━━━ Input records
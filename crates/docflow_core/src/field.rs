//! Typed field tokens and the query builders that consume them.
//!
//! Rust has no property references, so each document type declares its
//! queryable fields as constants:
//!
//! ```rust
//! use docflow_core::{CollectionRef, Field};
//!
//! struct Task {
//!     priority: i64,
//!     tags: Vec<String>,
//! }
//!
//! impl Task {
//!     const PRIORITY: Field<Task, i64> = Field::new("priority");
//!     const TAGS: Field<Task, Vec<String>> = Field::new("tags");
//! }
//!
//! let query = CollectionRef::new("tasks")
//!     .query()
//!     .where_greater_than(Task::PRIORITY, 3)
//!     .where_array_contains(Task::TAGS, "urgent".to_string())
//!     .order_by_desc(Task::PRIORITY);
//! assert_eq!(query.filters().len(), 2);
//! ```

use crate::query::{Direction, FilterOp, Query};
use serde_json::Value;
use std::fmt;
use std::marker::PhantomData;

/// A named field of document type `T` holding values of type `V`.
pub struct Field<T, V> {
    name: &'static str,
    _marker: PhantomData<fn(&T) -> V>,
}

impl<T, V> Field<T, V> {
    /// Creates a field token with the given wire name.
    pub const fn new(name: &'static str) -> Self {
        Self {
            name,
            _marker: PhantomData,
        }
    }

    /// Returns the wire name.
    pub const fn name(&self) -> &'static str {
        self.name
    }
}

impl<T, V> Clone for Field<T, V> {
    fn clone(&self) -> Self {
        *self
    }
}

impl<T, V> Copy for Field<T, V> {}

impl<T, V> fmt::Debug for Field<T, V> {
    fn fmt(&self, f: &mut fmt::Formatter<'_>) -> fmt::Result {
        f.debug_tuple("Field").field(&self.name).finish()
    }
}

fn to_array<V: Into<Value>>(values: impl IntoIterator<Item = V>) -> Value {
    Value::Array(values.into_iter().map(Into::into).collect())
}

/// Query builders keyed by typed [`Field`] tokens.
impl Query {
    /// Adds `field == value`.
    pub fn where_equal_to<T, V: Into<Value>>(self, field: Field<T, V>, value: V) -> Self {
        self.filter(field.name(), FilterOp::Equal, value)
    }

    /// Adds `field != value`.
    pub fn where_not_equal_to<T, V: Into<Value>>(self, field: Field<T, V>, value: V) -> Self {
        self.filter(field.name(), FilterOp::NotEqual, value)
    }

    /// Adds `field > value`.
    pub fn where_greater_than<T, V>(self, field: Field<T, V>, value: V) -> Self
    where
        V: Into<Value> + PartialOrd,
    {
        self.filter(field.name(), FilterOp::GreaterThan, value)
    }

    /// Adds `field >= value`.
    pub fn where_greater_than_or_equal_to<T, V>(self, field: Field<T, V>, value: V) -> Self
    where
        V: Into<Value> + PartialOrd,
    {
        self.filter(field.name(), FilterOp::GreaterThanOrEqual, value)
    }

    /// Adds `field < value`.
    pub fn where_less_than<T, V>(self, field: Field<T, V>, value: V) -> Self
    where
        V: Into<Value> + PartialOrd,
    {
        self.filter(field.name(), FilterOp::LessThan, value)
    }

    /// Adds `field <= value`.
    pub fn where_less_than_or_equal_to<T, V>(self, field: Field<T, V>, value: V) -> Self
    where
        V: Into<Value> + PartialOrd,
    {
        self.filter(field.name(), FilterOp::LessThanOrEqual, value)
    }

    /// Adds "array field contains `value`".
    pub fn where_array_contains<T, E: Into<Value>>(self, field: Field<T, Vec<E>>, value: E) -> Self {
        self.filter(field.name(), FilterOp::ArrayContains, value)
    }

    /// Adds "array field contains any of `values`".
    pub fn where_array_contains_any<T, E: Into<Value>>(
        self,
        field: Field<T, Vec<E>>,
        values: Vec<E>,
    ) -> Self {
        self.filter(field.name(), FilterOp::ArrayContainsAny, to_array(values))
    }

    /// Adds "field is one of `values`".
    pub fn where_in<T, V, I>(self, field: Field<T, V>, values: I) -> Self
    where
        V: Into<Value>,
        I: IntoIterator<Item = V>,
    {
        self.filter(field.name(), FilterOp::In, to_array(values))
    }

    /// Adds "field is none of `values`".
    pub fn where_not_in<T, V, I>(self, field: Field<T, V>, values: I) -> Self
    where
        V: Into<Value>,
        I: IntoIterator<Item = V>,
    {
        self.filter(field.name(), FilterOp::NotIn, to_array(values))
    }

    /// Orders by `field`, smallest first.
    pub fn order_by_asc<T, V>(self, field: Field<T, V>) -> Self {
        self.order_by(field.name(), Direction::Ascending)
    }

    /// Orders by `field`, largest first.
    pub fn order_by_desc<T, V>(self, field: Field<T, V>) -> Self {
        self.order_by(field.name(), Direction::Descending)
    }
}

#[cfg(test)]
mod tests {
    use super::*;
    use crate::types::CollectionRef;
    use serde_json::json;

    struct Article;

    const TITLE: Field<Article, String> = Field::new("title");
    const VIEWS: Field<Article, i64> = Field::new("views");
    const LABELS: Field<Article, Vec<String>> = Field::new("labels");

    fn articles() -> Query {
        CollectionRef::new("articles").query()
    }

    #[test]
    fn typed_filters_use_wire_names() {
        let query = articles()
            .where_equal_to(TITLE, "Intro".to_string())
            .where_greater_than_or_equal_to(VIEWS, 100)
            .where_less_than(VIEWS, 1000);

        let filters = query.filters();
        assert_eq!(filters[0].field, "title");
        assert_eq!(filters[0].value, json!("Intro"));
        assert_eq!(filters[1].op, FilterOp::GreaterThanOrEqual);
        assert_eq!(filters[2].op, FilterOp::LessThan);
        assert_eq!(filters[2].value, json!(1000));
    }

    #[test]
    fn membership_filters_collect_arrays() {
        let query = articles()
            .where_in(VIEWS, [1, 2, 3])
            .where_not_in(TITLE, vec!["draft".to_string()])
            .where_array_contains_any(LABELS, vec!["rust".to_string(), "db".to_string()]);

        assert_eq!(query.filters()[0].value, json!([1, 2, 3]));
        assert_eq!(query.filters()[1].op, FilterOp::NotIn);
        assert_eq!(query.filters()[2].value, json!(["rust", "db"]));
    }

    #[test]
    fn ordering_builders() {
        let query = articles().order_by_asc(TITLE).order_by_desc(VIEWS);
        assert_eq!(query.orderings()[0].field, "title");
        assert_eq!(query.orderings()[0].direction, Direction::Ascending);
        assert_eq!(query.orderings()[1].direction, Direction::Descending);
    }

    #[test]
    fn field_token_is_copy() {
        let copy = VIEWS;
        assert_eq!(copy.name(), VIEWS.name());
        assert_eq!(format!("{:?}", TITLE), "Field(\"title\")");
    }
}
━━━━━━
Problem description → Copy each line above where "Adds" appears.

Reply to the task →
    /// Adds `field == value`.
    /// Adds `field != value`.
    /// Adds `field > value`.
    /// Adds `field >= value`.
    /// Adds `field < value`.
    /// Adds `field <= value`.
    /// Adds "array field contains `value`".
    /// Adds "array field contains any of `values`".
    /// Adds "field is one of `values`".
    /// Adds "field is none of `values`".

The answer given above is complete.